Dengan peran ini dapat dikatakan perawat adalah sumber informasi yang
berkaitan dengan kondisi spesifik klien (Ali Z.H, 2002:5-9).
Menurut Lokakarya Nasional (1998), peran perawat adalah :
1) Pelaksana pelayanan keperawatan
2) Pengelola pelayanan keperawatan dan institusi pendidikan
3) Pendidik dalam keparawatan
4) Peneliti dan pengembang keperawatan
Menurut para sosiolog peran perawat adalah :
1) Peran terapeutik yaitu kegiatan yang ditujukan langsung pada
pencegahan dan pengobatan penyakit.
2) Expressive/mother substitute role yaitu kegiatan yang bersifat
langsung dalam menciptakan lingkungan dimana klien merasa aman,
diterima, dilindungi, dirawat dan didukung oleh perawat itu.
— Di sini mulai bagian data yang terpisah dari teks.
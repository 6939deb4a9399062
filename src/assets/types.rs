use chrono::{DateTime, Utc};
use serde::{Deserialize, Serialize};

/// 服务端管理的素材记录，客户端只读
#[derive(Debug, Clone, PartialEq, Serialize, Deserialize)]
#[serde(rename_all = "camelCase")]
pub struct AssetRecord {
    pub id: String,
    pub name: String,
    pub description: String,
    #[serde(rename = "type")]
    pub kind: String,
    pub url: String,
    /// 服务端原样返回的时间戳，按需解析
    pub created_at: String,
    pub updated_at: String,
}

impl AssetRecord {
    pub fn created(&self) -> Option<DateTime<Utc>> {
        parse_timestamp(&self.created_at)
    }

    pub fn updated(&self) -> Option<DateTime<Utc>> {
        parse_timestamp(&self.updated_at)
    }
}

fn parse_timestamp(value: &str) -> Option<DateTime<Utc>> {
    DateTime::parse_from_rfc3339(value)
        .ok()
        .map(|time| time.with_timezone(&Utc))
}

/// 查询在展示层的三种状态
#[derive(Debug, Clone, PartialEq)]
pub enum QueryState<T> {
    Loading,
    Error(String),
    Success(T),
}

impl<T> QueryState<T> {
    pub fn is_loading(&self) -> bool {
        matches!(self, QueryState::Loading)
    }

    pub fn data(&self) -> Option<&T> {
        match self {
            QueryState::Success(data) => Some(data),
            _ => None,
        }
    }
}

impl<T, E: std::fmt::Display> From<Result<T, E>> for QueryState<T> {
    fn from(result: Result<T, E>) -> Self {
        match result {
            Ok(data) => QueryState::Success(data),
            Err(err) => QueryState::Error(err.to_string()),
        }
    }
}

#[cfg(test)]
mod tests {
    use super::*;

    #[test]
    fn record_uses_camel_case_and_type_field() {
        let json = r#"{
            "id": "a1",
            "name": "Final match",
            "description": "Logo visible for 42 seconds",
            "type": "video",
            "url": "https://cdn.example.com/a1.mp4",
            "createdAt": "2025-03-01T10:00:00.000Z",
            "updatedAt": "2025-03-01T10:05:00Z"
        }"#;

        let record: AssetRecord = serde_json::from_str(json).unwrap();
        assert_eq!(record.kind, "video");
        assert_eq!(record.created().unwrap().to_rfc3339(), "2025-03-01T10:00:00+00:00");
        assert!(record.updated().is_some());

        let value = serde_json::to_value(&record).unwrap();
        assert_eq!(value["type"], "video");
        assert!(value.get("updatedAt").is_some());
    }

    #[test]
    fn odd_timestamps_still_decode() {
        let json = r#"[
            {"id":"a","name":"A","description":"d","type":"video","url":"u",
             "createdAt":"2025-03-01 10:00","updatedAt":""}
        ]"#;

        let records: Vec<AssetRecord> = serde_json::from_str(json).unwrap();
        assert_eq!(records[0].created_at, "2025-03-01 10:00");
        assert!(records[0].created().is_none());
        assert!(records[0].updated().is_none());
    }

    #[test]
    fn query_state_from_result() {
        let ok: QueryState<u8> = Ok::<u8, String>(1).into();
        assert_eq!(ok.data(), Some(&1));

        let err: QueryState<u8> = Err::<u8, String>("boom".to_string()).into();
        assert_eq!(err, QueryState::Error("boom".to_string()));
        assert!(!err.is_loading());
    }
}
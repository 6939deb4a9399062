pub mod assets;
pub mod backend;
pub mod config;
pub mod core;
pub mod form;
pub mod nav;
pub mod notify;
pub mod uploaders;
pub mod utils;
pub mod view;

// 重新导出核心类型
pub use core::{
    ClientError,
    Result,
    Segment,
    SegmentSplitter,
    SegmentTransport,
    SegmentUploader,
    UploadBatch,
    UploadFile,
    UploadProgress,
    ValidationError,
};

pub use assets::{AssetPage, AssetQueryClient, AssetRecord, QueryState};
pub use backend::BackendClient;
pub use config::Config;
pub use form::{FormPhase, FormStatus, SubmitOutcome, UploadFormController};
pub use notify::{Notification, Notifier};

// 重新导出上传器
pub use uploaders::{HttpSegmentTransport, SequentialUploader};

/// 按配置组装上传表单：HTTP 传输 + 顺序上传
pub fn upload_form(config: &Config, notifier: std::sync::Arc<dyn Notifier>) -> Result<UploadFormController> {
    let transport = HttpSegmentTransport::new(config.backend()?);
    let uploader = std::sync::Arc::new(SequentialUploader::new(transport));
    Ok(UploadFormController::new(config.splitter()?, uploader, notifier))
}

pub fn asset_page(config: &Config, notifier: std::sync::Arc<dyn Notifier>) -> Result<AssetPage> {
    Ok(AssetPage::new(AssetQueryClient::new(config.backend()?), notifier))
}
Menurut
Johnson dan Mortin (1989), peran ini bertujuan untuk menghilangkan
kegagalan dalam kelompok pelayanan.
Menurut Schulman (1986), peran perawat adalah hubungan perawat
dan klien sama dengan hubungan ibu dan anak, antara lain :
18
19
1) Hubungan interpersonal disertai dengan kelembutan hati dan rasa
kasih sayang.
2) Melindungi dari ancaman dan bahaya
3) Memberi rasa nyaman dan aman
4) Memberi dorongan untuk mandiri (Wijono D, 2002:36).
Selama beberapa dekade terakhir, keperawatan telah mengalami
perubahan-perubahan yang mengagumkan, terutama melalui munculnya gerakan
reformasi profesional pada tahun 1970-an yang disebut “Keperawatan Baru”
(Salvage, 1992). Unsur sentral dari ideologi keperawatan baru adalah hubungan
antara perawat dengan pasien. Fokus perawatan beralih dari pendekatan yang
berorientasi pada medis-penyakit ke model yang berfokus pada orang dan
bersifat pribadi. Disini pasien dilihat sebagi partisipan yang aktif dan bukan
penerima perawatan yang pasif. Dalam konteks yang sama, peran pengasuhan
dari perawat tidak lagi berpusat pada fungsi-fungsi biologis pasien tetapi telah
meluas ke aspek-aspek psiko-sosial individu.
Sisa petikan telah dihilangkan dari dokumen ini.